Exercise details: Out of the data below, copy every line with the string "md文件中指定章节的内容".
==== Dataset records ====
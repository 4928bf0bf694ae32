//! The planner-facing tool catalog.
//!
//! The set is constant, not data-driven: schemas are built from the fixed
//! list below and dispatch is a `match` on the tool name. Unknown names
//! come back as an error string for the LLM to read. `CodeAgent` and
//! `WriterAgent` appear in the schema list but are dispatched by the
//! planner itself.

use std::sync::Arc;

use serde_json::{json, Value};

use paper_core::{StreamSink, ToolSchema};
use paper_workspace::Workspace;

use crate::attachments::AttachmentTools;
use crate::file_tools::FileTools;
use crate::images::ImageInserter;
use crate::template_tools::TemplateTools;

pub const CODE_AGENT_TOOL: &str = "CodeAgent";
pub const WRITER_AGENT_TOOL: &str = "WriterAgent";

pub struct PlannerToolset {
    file_tools: FileTools,
    attachments: AttachmentTools,
    images: ImageInserter,
    template_tools: Option<TemplateTools>,
    writer_enabled: bool,
}

impl PlannerToolset {
    pub fn new(
        workspace: Workspace,
        sink: Option<Arc<dyn StreamSink>>,
        with_template_tools: bool,
        writer_enabled: bool,
    ) -> Self {
        Self {
            file_tools: FileTools::new(workspace.clone(), sink.clone()),
            attachments: AttachmentTools::new(workspace.clone(), sink.clone()),
            images: ImageInserter::new(workspace.clone(), sink),
            template_tools: with_template_tools.then(|| TemplateTools::new(workspace)),
            writer_enabled,
        }
    }

    /// True for the two tool names the planner dispatches to sub-agents.
    pub fn is_sub_agent(name: &str) -> bool {
        name == CODE_AGENT_TOOL || name == WRITER_AGENT_TOOL
    }

    pub fn schemas(&self) -> Vec<ToolSchema> {
        let mut schemas = vec![
            ToolSchema::function(
                CODE_AGENT_TOOL,
                "当需要数学计算、数据分析或执行编程任务时调用。提供清晰、具体的任务描述。不要提供代码。",
                json!({
                    "type": "object",
                    "properties": {
                        "task_prompt": {"type": "string", "description": "需要执行的具体任务描述。不要提供代码。"}
                    },
                    "required": ["task_prompt"]
                }),
            ),
            ToolSchema::function(
                "writemd",
                "将内容写入Markdown文件到workspace目录，支持多种写入模式",
                json!({
                    "type": "object",
                    "properties": {
                        "filename": {"type": "string", "description": "文件名（不需要.md后缀）"},
                        "content": {"type": "string", "description": "Markdown格式的内容"},
                        "mode": {
                            "type": "string",
                            "description": "写入模式：overwrite(覆盖), append(追加), modify(修改), insert(插入), smart_replace(智能替换), section_update(章节更新)",
                            "default": "overwrite"
                        }
                    },
                    "required": ["filename", "content"]
                }),
            ),
            ToolSchema::function(
                "update_template",
                "专门用于更新论文文件的工具，只支持章节级别更新，必须指定章节名称",
                json!({
                    "type": "object",
                    "properties": {
                        "template_name": {"type": "string", "description": "论文文件名，默认为paper.md"},
                        "content": {"type": "string", "description": "要更新的内容"},
                        "section": {"type": "string", "description": "要更新的章节名称（必需）"}
                    },
                    "required": ["content", "section"]
                }),
            ),
            ToolSchema::function(
                "tree",
                "显示workspace目录的树形结构",
                json!({
                    "type": "object",
                    "properties": {
                        "directory": {"type": "string", "description": "要显示的目录路径，默认为workspace目录"}
                    },
                    "required": []
                }),
            ),
            ToolSchema::function(
                "list_attachments",
                "列出工作空间中所有上传的附件文件",
                json!({"type": "object", "properties": {}, "required": []}),
            ),
            ToolSchema::function(
                "read_attachment",
                "读取指定附件文件的内容，支持txt、pdf、docx、csv、excel等格式",
                json!({
                    "type": "object",
                    "properties": {
                        "file_path": {"type": "string", "description": "附件文件路径（相对于attachment目录的路径）"}
                    },
                    "required": ["file_path"]
                }),
            ),
            ToolSchema::function(
                "get_attachment_info",
                "获取附件文件的详细信息，包括文件大小、类型、创建时间等元数据",
                json!({
                    "type": "object",
                    "properties": {
                        "file_path": {"type": "string", "description": "附件文件路径（相对于attachment目录的路径）"}
                    },
                    "required": ["file_path"]
                }),
            ),
            ToolSchema::function(
                "search_attachments",
                "在所有附件文件中搜索关键词，支持文件名和文件内容搜索",
                json!({
                    "type": "object",
                    "properties": {
                        "keyword": {"type": "string", "description": "要搜索的关键词"},
                        "file_type": {"type": "string", "description": "可选的文件类型过滤（如 'pdf', 'docx', 'txt' 等）"}
                    },
                    "required": ["keyword"]
                }),
            ),
            ToolSchema::function(
                "insert_latest_image",
                "将最新生成的图片插入到markdown文件中，支持智能位置选择",
                json!({
                    "type": "object",
                    "properties": {
                        "target_file": {"type": "string", "description": "目标markdown文件名，默认为paper.md", "default": "paper.md"},
                        "description": {"type": "string", "description": "图片描述文字", "default": "生成的图表"},
                        "position": {"type": "string", "description": "插入位置: smart(智能位置), end(文件末尾), beginning(文件开头)", "default": "smart"}
                    },
                    "required": []
                }),
            ),
            ToolSchema::function(
                "list_output_images",
                "列出outputs目录中的所有图片文件",
                json!({"type": "object", "properties": {}, "required": []}),
            ),
            ToolSchema::function(
                "insert_image_by_name",
                "插入指定名称的图片到markdown文件中",
                json!({
                    "type": "object",
                    "properties": {
                        "image_name": {"type": "string", "description": "图片文件名（如：plots/plot_1.png）"},
                        "target_file": {"type": "string", "description": "目标markdown文件名，默认为paper.md", "default": "paper.md"},
                        "description": {"type": "string", "description": "图片描述文字", "default": "图表"}
                    },
                    "required": ["image_name"]
                }),
            ),
            ToolSchema::function(
                "get_latest_image_info",
                "获取最新图片文件的详细信息",
                json!({"type": "object", "properties": {}, "required": []}),
            ),
        ];

        if self.writer_enabled {
            schemas.insert(
                1,
                ToolSchema::function(
                    WRITER_AGENT_TOOL,
                    "当需要撰写论文章节或长篇文字内容时调用。提供高层次的写作目标，WriterAgent会自主创作内容。",
                    json!({
                        "type": "object",
                        "properties": {
                            "instruction": {"type": "string", "description": "写作指令，例如：写一个Introduction章节"}
                        },
                        "required": ["instruction"]
                    }),
                ),
            );
        }

        if self.template_tools.is_some() {
            schemas.extend([
                ToolSchema::function(
                    "analyze_template",
                    "分析当前工作目录中模板文件的模板结构，识别所有标题层级和内容，为AI提供模板概览",
                    json!({"type": "object", "properties": {}, "required": []}),
                ),
                ToolSchema::function(
                    "get_section_content",
                    "获取paper.md文件中指定章节的内容",
                    json!({
                        "type": "object",
                        "properties": {
                            "section_title": {"type": "string", "description": "要查看的章节标题"}
                        },
                        "required": ["section_title"]
                    }),
                ),
                ToolSchema::function(
                    "update_section_content",
                    "更新paper.md文件中指定章节的内容，支持多种更新模式",
                    json!({
                        "type": "object",
                        "properties": {
                            "section_title": {"type": "string", "description": "要更新的章节标题"},
                            "new_content": {"type": "string", "description": "新内容"},
                            "mode": {
                                "type": "string",
                                "description": "更新模式：replace(替换), append(追加), prepend(插入), merge(合并)",
                                "default": "replace"
                            }
                        },
                        "required": ["section_title", "new_content"]
                    }),
                ),
                ToolSchema::function(
                    "add_section",
                    "在paper.md文件末尾添加新章节",
                    json!({
                        "type": "object",
                        "properties": {
                            "section_title": {"type": "string", "description": "新章节标题"},
                            "content": {"type": "string", "description": "新章节内容", "default": ""}
                        },
                        "required": ["section_title"]
                    }),
                ),
                ToolSchema::function(
                    "rename_section_title",
                    "修改paper.md文件中指定章节的标题，保持标题层级不变",
                    json!({
                        "type": "object",
                        "properties": {
                            "old_title": {"type": "string", "description": "原章节标题（支持模糊匹配）"},
                            "new_title": {"type": "string", "description": "新章节标题"}
                        },
                        "required": ["old_title", "new_title"]
                    }),
                ),
            ]);
        }

        schemas
    }

    /// Dispatch one direct tool call. Sub-agent names are the planner's
    /// business and report an error here.
    pub async fn execute(&self, name: &str, args: &Value) -> String {
        let str_arg = |key: &str| args.get(key).and_then(Value::as_str).unwrap_or("");
        let opt_arg = |key: &str, default: &str| {
            args.get(key)
                .and_then(Value::as_str)
                .filter(|v| !v.is_empty())
                .unwrap_or(default)
                .to_string()
        };

        match name {
            "writemd" => {
                self.file_tools
                    .writemd(
                        str_arg("filename"),
                        str_arg("content"),
                        &opt_arg("mode", "overwrite"),
                    )
                    .await
            }
            "update_template" => {
                self.file_tools
                    .update_template(
                        &opt_arg("template_name", "paper.md"),
                        str_arg("content"),
                        str_arg("section"),
                    )
                    .await
            }
            "tree" => {
                let directory = args.get("directory").and_then(Value::as_str);
                self.file_tools.tree(directory).await
            }
            "list_attachments" => self.attachments.list_attachments().await,
            "read_attachment" => self.attachments.read_attachment(str_arg("file_path")).await,
            "get_attachment_info" => {
                self.attachments
                    .get_attachment_info(str_arg("file_path"))
                    .await
            }
            "search_attachments" => {
                let file_type = args.get("file_type").and_then(Value::as_str);
                self.attachments
                    .search_attachments(str_arg("keyword"), file_type)
                    .await
            }
            "insert_latest_image" => {
                self.images
                    .insert_latest_image(
                        &opt_arg("target_file", "paper.md"),
                        &opt_arg("description", "生成的图表"),
                        &opt_arg("position", "smart"),
                    )
                    .await
            }
            "list_output_images" => self.images.list_output_images().await,
            "insert_image_by_name" => {
                self.images
                    .insert_image_by_name(
                        str_arg("image_name"),
                        &opt_arg("target_file", "paper.md"),
                        &opt_arg("description", "图表"),
                    )
                    .await
            }
            "get_latest_image_info" => self.images.get_latest_image_info().await,
            "analyze_template" => match &self.template_tools {
                Some(tools) => tools.analyze_template().await,
                None => template_disabled(name),
            },
            "get_section_content" => match &self.template_tools {
                Some(tools) => tools.get_section_content(str_arg("section_title")).await,
                None => template_disabled(name),
            },
            "update_section_content" => match &self.template_tools {
                Some(tools) => {
                    tools
                        .update_section_content(
                            str_arg("section_title"),
                            str_arg("new_content"),
                            &opt_arg("mode", "replace"),
                        )
                        .await
                }
                None => template_disabled(name),
            },
            "add_section" => match &self.template_tools {
                Some(tools) => {
                    tools
                        .add_section(str_arg("section_title"), str_arg("content"))
                        .await
                }
                None => template_disabled(name),
            },
            "rename_section_title" => match &self.template_tools {
                Some(tools) => {
                    tools
                        .rename_section_title(str_arg("old_title"), str_arg("new_title"))
                        .await
                }
                None => template_disabled(name),
            },
            unknown => {
                log::warn!("未知工具: {unknown}");
                format!("未知工具: {unknown}")
            }
        }
    }
}
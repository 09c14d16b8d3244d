use std::fmt;

use firewatch_parser::SensorProduct;
use serde::Serialize;

use crate::error::{PipelineError, Result};

pub const FIRMS_BASE_URL: &str = "https://firms.modaps.eosdis.nasa.gov";
const MAP_KEY_LEN: usize = 32;
const AREA: &str = "world";
const DAY_RANGE: u8 = 9;

/// FIRMS MAP_KEY. The `Debug` impl never prints the key.
#[derive(Clone, PartialEq, Eq)]
pub struct MapKey(String);

impl MapKey {
    pub fn parse(value: &str) -> Result<Self> {
        if value.is_empty() {
            return Err(PipelineError::InvalidCredential(
                "map key is empty".to_string(),
            ));
        }
        if value.len() != MAP_KEY_LEN {
            return Err(PipelineError::InvalidCredential(format!(
                "map key must be {MAP_KEY_LEN} characters, got {}",
                value.len()
            )));
        }
        if !value.chars().all(|c| c.is_ascii_hexdigit()) {
            return Err(PipelineError::InvalidCredential(
                "map key must be hexadecimal".to_string(),
            ));
        }
        Ok(Self(value.to_string()))
    }

    pub fn as_str(&self) -> &str {
        &self.0
    }
}

impl fmt::Debug for MapKey {
    fn fmt(&self, f: &mut fmt::Formatter<'_>) -> fmt::Result {
        f.write_str("MapKey(****)")
    }
}

impl TryFrom<&str> for MapKey {
    type Error = PipelineError;

    fn try_from(value: &str) -> Result<Self> {
        MapKey::parse(value)
    }
}

/// The three per-product feed URLs, always in `SensorProduct::ALL` order.
#[derive(Debug, Clone, PartialEq, Eq, Hash, Serialize)]
pub struct FeedUrlSet([String; 3]);

impl FeedUrlSet {
    pub fn urls(&self) -> &[String; 3] {
        &self.0
    }

    pub fn get(&self, product: SensorProduct) -> &str {
        let idx = SensorProduct::ALL
            .iter()
            .position(|p| *p == product)
            .unwrap_or_default();
        &self.0[idx]
    }

    pub fn iter(&self) -> impl Iterator<Item = (SensorProduct, &str)> {
        SensorProduct::ALL
            .into_iter()
            .zip(self.0.iter().map(String::as_str))
    }

    /// Short stable identifier for logs; the URLs themselves embed the map key.
    pub fn fingerprint(&self) -> String {
        let mut hasher = blake3::Hasher::new();
        for url in &self.0 {
            hasher.update(url.as_bytes());
            hasher.update(b"\n");
        }
        hasher.finalize().to_hex()[..16].to_string()
    }
}

impl TryFrom<Vec<String>> for FeedUrlSet {
    type Error = PipelineError;

    fn try_from(urls: Vec<String>) -> Result<Self> {
        let count = urls.len();
        let urls: [String; 3] = urls.try_into().map_err(|_| {
            PipelineError::Validation(format!(
                "a feed URL set needs exactly 3 URLs, got {count}"
            ))
        })?;
        Ok(Self(urls))
    }
}

pub fn feed_url(key: &MapKey, product: SensorProduct) -> String {
    format!(
        "{FIRMS_BASE_URL}/api/area/csv/{}/{}/{AREA}/{DAY_RANGE}",
        key.as_str(),
        product.as_str()
    )
}

/// Builds the feed URL set for a raw credential, rejecting malformed keys before
/// any network use.
pub fn build_feed_urls(credential: &str) -> Result<FeedUrlSet> {
    let key = MapKey::parse(credential)?;
    Ok(feed_urls_for(&key))
}

pub fn feed_urls_for(key: &MapKey) -> FeedUrlSet {
    FeedUrlSet(SensorProduct::ALL.map(|product| feed_url(key, product)))
}

pub fn map_key_status_url(key: &MapKey) -> String {
    format!(
        "{FIRMS_BASE_URL}/mapserver/mapkey_status/?MAP_KEY={}",
        key.as_str()
    )
}

/// Masks map keys in a URL: any 32-character hex path segment and the value of a
/// `MAP_KEY=` query parameter.
pub fn redact_credentials(url: &str) -> String {
    let (path, query) = match url.split_once('?') {
        Some((path, query)) => (path, Some(query)),
        None => (url, None),
    };

    let path = path
        .split('/')
        .map(|segment| {
            if segment.len() == MAP_KEY_LEN && segment.chars().all(|c| c.is_ascii_hexdigit()) {
                "****"
            } else {
                segment
            }
        })
        .collect::<Vec<_>>()
        .join("/");

    match query {
        None => path,
        Some(query) => {
            let query = query
                .split('&')
                .map(|pair| match pair.split_once('=') {
                    Some((name, _)) if name.eq_ignore_ascii_case("MAP_KEY") => {
                        format!("{name}=****")
                    }
                    _ => pair.to_string(),
                })
                .collect::<Vec<_>>()
                .join("&");
            format!("{path}?{query}")
        }
    }
}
====
Completed task:
                    "获取paper.md文件中指定章节的内容",
                    "更新paper.md文件中指定章节的内容，支持多种更新模式",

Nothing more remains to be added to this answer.